Task statement | Below are the records; count the lines in which "CmpOrdering" occurs and report only that number.

- Opening Delimiter -

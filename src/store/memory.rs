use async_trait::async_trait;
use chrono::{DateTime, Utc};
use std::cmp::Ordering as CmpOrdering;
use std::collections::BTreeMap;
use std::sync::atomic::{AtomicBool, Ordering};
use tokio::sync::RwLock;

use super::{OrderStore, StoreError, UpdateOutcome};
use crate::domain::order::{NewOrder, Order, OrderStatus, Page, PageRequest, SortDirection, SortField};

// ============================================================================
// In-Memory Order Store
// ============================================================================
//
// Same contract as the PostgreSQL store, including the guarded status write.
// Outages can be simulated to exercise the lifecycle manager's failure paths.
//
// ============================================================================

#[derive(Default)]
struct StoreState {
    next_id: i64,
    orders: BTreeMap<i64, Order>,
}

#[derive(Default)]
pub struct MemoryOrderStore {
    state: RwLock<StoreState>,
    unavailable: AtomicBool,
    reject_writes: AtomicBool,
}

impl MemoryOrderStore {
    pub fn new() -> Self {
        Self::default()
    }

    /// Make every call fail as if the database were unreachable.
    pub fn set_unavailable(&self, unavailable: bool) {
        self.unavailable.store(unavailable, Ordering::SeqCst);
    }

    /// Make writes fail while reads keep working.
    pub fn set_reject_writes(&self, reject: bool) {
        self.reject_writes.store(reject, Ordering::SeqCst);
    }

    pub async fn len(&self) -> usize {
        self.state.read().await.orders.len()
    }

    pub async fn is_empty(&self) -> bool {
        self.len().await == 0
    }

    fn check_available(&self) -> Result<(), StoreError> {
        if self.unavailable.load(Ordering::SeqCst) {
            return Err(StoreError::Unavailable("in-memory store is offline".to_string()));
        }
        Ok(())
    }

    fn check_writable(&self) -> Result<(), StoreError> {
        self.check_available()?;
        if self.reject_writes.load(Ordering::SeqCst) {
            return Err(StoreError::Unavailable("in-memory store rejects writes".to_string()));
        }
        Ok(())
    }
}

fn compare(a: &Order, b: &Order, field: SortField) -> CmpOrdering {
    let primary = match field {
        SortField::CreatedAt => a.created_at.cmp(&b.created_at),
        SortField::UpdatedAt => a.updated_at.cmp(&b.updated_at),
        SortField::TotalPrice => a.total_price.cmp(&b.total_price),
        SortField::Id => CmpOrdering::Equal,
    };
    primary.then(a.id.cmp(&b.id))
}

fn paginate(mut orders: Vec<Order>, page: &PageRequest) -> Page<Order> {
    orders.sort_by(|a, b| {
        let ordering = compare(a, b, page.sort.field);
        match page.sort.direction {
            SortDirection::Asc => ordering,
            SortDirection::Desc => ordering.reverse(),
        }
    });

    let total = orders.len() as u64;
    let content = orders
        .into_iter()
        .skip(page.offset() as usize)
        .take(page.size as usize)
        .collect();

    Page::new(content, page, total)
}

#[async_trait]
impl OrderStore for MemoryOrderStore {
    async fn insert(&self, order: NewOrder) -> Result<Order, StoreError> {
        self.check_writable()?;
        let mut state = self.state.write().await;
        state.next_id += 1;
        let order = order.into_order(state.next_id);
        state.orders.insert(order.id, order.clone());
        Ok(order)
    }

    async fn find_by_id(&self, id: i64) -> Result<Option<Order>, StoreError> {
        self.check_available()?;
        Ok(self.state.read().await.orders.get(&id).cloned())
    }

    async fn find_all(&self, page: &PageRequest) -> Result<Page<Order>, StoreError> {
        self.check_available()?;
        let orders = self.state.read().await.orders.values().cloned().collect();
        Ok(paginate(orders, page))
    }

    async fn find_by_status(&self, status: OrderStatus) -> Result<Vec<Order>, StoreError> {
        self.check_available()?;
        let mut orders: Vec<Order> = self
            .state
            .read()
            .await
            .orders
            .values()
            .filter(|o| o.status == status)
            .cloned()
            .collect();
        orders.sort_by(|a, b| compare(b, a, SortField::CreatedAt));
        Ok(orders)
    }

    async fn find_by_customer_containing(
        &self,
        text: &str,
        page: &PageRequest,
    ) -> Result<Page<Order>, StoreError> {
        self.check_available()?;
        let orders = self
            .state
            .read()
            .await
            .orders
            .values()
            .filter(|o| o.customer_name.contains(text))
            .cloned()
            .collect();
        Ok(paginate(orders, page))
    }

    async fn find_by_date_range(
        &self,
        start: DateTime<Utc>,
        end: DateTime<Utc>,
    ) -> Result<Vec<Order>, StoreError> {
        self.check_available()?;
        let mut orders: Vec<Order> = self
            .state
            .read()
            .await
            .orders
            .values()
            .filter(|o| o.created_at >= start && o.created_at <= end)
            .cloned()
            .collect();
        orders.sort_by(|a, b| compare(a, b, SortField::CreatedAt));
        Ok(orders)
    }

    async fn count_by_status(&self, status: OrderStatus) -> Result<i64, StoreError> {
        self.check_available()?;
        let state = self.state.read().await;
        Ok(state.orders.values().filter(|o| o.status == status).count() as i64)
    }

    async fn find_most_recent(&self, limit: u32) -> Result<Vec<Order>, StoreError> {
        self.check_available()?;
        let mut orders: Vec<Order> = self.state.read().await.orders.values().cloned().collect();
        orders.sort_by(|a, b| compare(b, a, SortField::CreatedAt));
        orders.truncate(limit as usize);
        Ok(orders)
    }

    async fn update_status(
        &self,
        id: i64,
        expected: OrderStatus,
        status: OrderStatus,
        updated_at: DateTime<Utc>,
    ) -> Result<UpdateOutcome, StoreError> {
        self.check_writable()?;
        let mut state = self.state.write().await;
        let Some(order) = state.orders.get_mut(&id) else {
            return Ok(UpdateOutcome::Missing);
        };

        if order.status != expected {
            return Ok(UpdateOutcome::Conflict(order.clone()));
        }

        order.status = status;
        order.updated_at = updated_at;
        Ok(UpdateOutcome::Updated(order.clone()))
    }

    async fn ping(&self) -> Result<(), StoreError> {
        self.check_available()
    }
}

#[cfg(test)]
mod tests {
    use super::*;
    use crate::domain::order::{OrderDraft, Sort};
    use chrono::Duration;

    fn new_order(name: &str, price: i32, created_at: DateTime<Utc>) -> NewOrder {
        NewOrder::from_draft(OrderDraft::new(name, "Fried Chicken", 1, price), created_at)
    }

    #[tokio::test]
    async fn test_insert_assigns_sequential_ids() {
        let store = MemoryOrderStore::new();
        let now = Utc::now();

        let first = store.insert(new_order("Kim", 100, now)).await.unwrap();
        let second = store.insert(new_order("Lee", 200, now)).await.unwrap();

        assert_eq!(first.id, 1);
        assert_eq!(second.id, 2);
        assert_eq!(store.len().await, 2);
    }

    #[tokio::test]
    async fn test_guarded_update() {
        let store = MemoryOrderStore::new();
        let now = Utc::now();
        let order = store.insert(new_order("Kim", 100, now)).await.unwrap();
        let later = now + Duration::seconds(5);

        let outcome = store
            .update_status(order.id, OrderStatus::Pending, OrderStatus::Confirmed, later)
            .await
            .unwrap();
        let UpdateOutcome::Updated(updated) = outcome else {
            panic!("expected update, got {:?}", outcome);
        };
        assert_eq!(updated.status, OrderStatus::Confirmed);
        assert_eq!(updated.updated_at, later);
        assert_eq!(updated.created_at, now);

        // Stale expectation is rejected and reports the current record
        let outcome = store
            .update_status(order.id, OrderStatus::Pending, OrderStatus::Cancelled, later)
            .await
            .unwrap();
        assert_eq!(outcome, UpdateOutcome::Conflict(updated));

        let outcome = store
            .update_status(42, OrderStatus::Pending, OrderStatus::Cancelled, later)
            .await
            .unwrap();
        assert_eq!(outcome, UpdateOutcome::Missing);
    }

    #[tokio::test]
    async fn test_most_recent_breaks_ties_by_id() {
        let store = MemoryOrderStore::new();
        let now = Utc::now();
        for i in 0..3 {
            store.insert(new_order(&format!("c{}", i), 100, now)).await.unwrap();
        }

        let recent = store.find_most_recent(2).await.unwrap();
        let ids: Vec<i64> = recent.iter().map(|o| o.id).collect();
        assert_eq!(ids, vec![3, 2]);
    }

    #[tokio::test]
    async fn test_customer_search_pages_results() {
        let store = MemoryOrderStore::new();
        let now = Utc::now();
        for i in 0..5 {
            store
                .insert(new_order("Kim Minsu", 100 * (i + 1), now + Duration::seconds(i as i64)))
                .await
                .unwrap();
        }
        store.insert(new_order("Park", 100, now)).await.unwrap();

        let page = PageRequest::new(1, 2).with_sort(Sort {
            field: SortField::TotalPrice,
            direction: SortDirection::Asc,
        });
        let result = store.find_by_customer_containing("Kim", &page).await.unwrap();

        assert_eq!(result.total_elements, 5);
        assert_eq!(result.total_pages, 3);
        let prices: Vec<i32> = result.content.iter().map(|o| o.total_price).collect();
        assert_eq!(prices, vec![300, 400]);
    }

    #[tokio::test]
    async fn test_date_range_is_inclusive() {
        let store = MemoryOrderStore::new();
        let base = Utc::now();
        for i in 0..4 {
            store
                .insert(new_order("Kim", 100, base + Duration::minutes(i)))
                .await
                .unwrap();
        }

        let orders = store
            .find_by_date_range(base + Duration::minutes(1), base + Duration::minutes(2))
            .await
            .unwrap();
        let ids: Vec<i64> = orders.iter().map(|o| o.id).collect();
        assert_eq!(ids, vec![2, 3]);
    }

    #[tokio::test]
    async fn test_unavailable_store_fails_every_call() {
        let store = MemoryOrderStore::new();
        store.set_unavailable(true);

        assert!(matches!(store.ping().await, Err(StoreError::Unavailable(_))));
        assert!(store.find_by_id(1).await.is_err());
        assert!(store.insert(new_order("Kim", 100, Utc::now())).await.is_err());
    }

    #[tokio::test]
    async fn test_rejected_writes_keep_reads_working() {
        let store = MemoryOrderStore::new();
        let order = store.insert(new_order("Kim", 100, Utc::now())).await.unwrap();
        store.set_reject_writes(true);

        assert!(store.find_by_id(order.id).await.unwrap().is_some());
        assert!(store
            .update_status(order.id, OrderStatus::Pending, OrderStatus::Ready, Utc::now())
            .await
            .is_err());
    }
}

- Closing Delimiter -
- Opening Delimiter -

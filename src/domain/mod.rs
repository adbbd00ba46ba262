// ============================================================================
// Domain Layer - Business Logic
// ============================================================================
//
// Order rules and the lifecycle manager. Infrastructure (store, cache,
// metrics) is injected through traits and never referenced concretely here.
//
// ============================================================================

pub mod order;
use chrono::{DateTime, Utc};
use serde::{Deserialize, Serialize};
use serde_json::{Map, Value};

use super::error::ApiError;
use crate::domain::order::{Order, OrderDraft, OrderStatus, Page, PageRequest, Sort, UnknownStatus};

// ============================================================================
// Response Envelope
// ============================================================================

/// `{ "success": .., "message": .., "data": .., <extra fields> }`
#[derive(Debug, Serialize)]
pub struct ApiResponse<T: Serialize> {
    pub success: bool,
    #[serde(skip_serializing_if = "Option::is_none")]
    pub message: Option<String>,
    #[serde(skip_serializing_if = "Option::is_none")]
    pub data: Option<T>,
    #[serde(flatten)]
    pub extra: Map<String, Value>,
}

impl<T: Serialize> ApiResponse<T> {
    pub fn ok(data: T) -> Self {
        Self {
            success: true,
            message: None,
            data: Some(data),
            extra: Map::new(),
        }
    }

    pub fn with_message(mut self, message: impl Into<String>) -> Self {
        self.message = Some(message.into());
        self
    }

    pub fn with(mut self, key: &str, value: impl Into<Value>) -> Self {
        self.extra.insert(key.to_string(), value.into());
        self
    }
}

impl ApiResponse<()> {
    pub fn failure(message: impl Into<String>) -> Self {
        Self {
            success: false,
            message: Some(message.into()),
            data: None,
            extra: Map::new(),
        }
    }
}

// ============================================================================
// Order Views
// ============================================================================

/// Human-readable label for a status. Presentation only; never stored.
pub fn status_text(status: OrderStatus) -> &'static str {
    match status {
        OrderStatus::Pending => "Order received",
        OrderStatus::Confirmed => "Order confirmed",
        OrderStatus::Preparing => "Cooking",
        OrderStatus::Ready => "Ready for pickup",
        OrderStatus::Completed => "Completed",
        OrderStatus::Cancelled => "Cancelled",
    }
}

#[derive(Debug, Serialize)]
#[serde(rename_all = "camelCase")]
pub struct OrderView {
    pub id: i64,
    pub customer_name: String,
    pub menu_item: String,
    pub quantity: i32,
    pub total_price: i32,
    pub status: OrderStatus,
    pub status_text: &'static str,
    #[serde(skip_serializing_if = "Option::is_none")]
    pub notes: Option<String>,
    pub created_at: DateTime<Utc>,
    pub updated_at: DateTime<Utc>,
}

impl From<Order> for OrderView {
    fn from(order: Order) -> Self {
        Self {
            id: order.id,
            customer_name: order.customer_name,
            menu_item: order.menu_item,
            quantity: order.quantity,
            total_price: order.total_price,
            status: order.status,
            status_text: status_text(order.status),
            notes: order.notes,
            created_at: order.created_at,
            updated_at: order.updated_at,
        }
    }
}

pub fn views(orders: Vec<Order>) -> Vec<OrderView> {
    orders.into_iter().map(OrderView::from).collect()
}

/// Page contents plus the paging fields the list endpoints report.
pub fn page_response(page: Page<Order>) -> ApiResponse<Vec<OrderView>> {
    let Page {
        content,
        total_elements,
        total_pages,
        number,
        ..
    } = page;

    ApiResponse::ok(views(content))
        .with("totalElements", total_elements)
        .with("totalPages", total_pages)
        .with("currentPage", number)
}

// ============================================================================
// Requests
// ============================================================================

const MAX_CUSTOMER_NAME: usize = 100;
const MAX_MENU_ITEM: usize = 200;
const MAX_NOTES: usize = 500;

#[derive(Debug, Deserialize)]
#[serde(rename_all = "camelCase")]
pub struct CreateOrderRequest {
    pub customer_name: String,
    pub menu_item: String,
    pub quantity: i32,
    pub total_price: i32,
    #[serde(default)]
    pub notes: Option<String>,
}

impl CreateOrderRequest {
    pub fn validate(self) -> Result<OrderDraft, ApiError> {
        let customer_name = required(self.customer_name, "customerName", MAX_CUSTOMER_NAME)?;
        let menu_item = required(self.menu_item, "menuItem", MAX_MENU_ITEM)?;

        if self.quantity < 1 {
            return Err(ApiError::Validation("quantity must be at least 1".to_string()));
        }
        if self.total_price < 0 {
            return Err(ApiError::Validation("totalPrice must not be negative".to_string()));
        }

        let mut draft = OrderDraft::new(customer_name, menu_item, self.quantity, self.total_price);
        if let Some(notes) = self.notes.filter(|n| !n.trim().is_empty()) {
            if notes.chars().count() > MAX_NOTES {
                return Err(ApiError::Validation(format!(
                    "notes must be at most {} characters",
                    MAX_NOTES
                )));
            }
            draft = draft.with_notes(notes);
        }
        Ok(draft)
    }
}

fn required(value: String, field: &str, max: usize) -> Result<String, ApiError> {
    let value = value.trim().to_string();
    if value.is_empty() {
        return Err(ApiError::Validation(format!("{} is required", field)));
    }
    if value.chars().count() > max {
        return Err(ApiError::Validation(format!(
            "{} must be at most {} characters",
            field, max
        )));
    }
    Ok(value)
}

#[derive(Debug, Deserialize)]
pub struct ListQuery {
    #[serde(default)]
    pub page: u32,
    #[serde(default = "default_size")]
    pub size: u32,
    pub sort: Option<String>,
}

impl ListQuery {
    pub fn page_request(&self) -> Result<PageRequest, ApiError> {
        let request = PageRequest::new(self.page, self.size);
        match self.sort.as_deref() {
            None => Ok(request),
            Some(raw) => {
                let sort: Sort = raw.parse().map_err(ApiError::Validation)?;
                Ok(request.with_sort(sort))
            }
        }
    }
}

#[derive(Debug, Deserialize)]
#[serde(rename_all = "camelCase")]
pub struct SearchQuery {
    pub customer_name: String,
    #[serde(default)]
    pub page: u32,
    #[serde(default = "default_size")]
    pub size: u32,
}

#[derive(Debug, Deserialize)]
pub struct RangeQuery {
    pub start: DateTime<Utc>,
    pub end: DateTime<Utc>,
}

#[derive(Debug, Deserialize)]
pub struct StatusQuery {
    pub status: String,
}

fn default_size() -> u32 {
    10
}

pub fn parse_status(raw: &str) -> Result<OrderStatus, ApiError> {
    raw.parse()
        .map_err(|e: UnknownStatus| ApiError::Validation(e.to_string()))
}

- Closing Delimiter -
- Opening Delimiter -

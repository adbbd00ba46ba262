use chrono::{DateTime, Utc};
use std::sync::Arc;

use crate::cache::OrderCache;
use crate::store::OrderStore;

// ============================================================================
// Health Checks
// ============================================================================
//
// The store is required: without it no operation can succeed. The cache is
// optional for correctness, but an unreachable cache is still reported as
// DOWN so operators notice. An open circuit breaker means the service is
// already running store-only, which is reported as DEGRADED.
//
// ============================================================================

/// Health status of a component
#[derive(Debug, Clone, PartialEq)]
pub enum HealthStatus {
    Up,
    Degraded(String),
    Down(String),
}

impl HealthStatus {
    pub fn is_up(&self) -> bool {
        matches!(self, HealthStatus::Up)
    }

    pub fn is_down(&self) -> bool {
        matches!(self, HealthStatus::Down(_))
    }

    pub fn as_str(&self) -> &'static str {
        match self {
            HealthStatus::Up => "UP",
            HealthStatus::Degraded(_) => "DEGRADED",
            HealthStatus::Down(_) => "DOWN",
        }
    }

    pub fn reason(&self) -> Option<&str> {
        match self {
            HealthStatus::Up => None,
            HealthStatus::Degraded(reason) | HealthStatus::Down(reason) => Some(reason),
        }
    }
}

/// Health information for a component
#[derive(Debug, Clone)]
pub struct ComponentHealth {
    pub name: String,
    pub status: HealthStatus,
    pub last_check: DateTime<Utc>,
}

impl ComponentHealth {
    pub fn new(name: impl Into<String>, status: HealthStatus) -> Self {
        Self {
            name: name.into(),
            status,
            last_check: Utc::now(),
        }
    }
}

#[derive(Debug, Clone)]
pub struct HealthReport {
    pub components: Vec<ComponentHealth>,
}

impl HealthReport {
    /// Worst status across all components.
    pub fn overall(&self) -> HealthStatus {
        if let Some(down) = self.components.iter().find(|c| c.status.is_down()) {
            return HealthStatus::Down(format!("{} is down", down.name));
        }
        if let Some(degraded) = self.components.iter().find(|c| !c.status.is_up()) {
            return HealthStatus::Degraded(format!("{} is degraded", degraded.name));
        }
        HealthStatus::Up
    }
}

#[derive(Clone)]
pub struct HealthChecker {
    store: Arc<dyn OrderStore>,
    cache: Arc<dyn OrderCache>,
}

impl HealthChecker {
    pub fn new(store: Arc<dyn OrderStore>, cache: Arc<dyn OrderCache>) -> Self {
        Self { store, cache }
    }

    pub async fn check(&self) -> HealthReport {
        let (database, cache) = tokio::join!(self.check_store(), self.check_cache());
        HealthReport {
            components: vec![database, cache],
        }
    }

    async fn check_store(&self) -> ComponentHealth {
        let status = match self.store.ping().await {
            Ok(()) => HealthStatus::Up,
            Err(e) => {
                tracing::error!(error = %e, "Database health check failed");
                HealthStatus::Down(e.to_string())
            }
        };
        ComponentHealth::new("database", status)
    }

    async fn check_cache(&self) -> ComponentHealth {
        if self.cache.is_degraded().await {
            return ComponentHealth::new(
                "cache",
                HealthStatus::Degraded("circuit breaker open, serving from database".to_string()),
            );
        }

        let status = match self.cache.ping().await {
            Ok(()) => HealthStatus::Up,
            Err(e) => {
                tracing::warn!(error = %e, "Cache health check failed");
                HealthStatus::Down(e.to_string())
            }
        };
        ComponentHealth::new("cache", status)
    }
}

- Closing Delimiter -

Expected answer | 3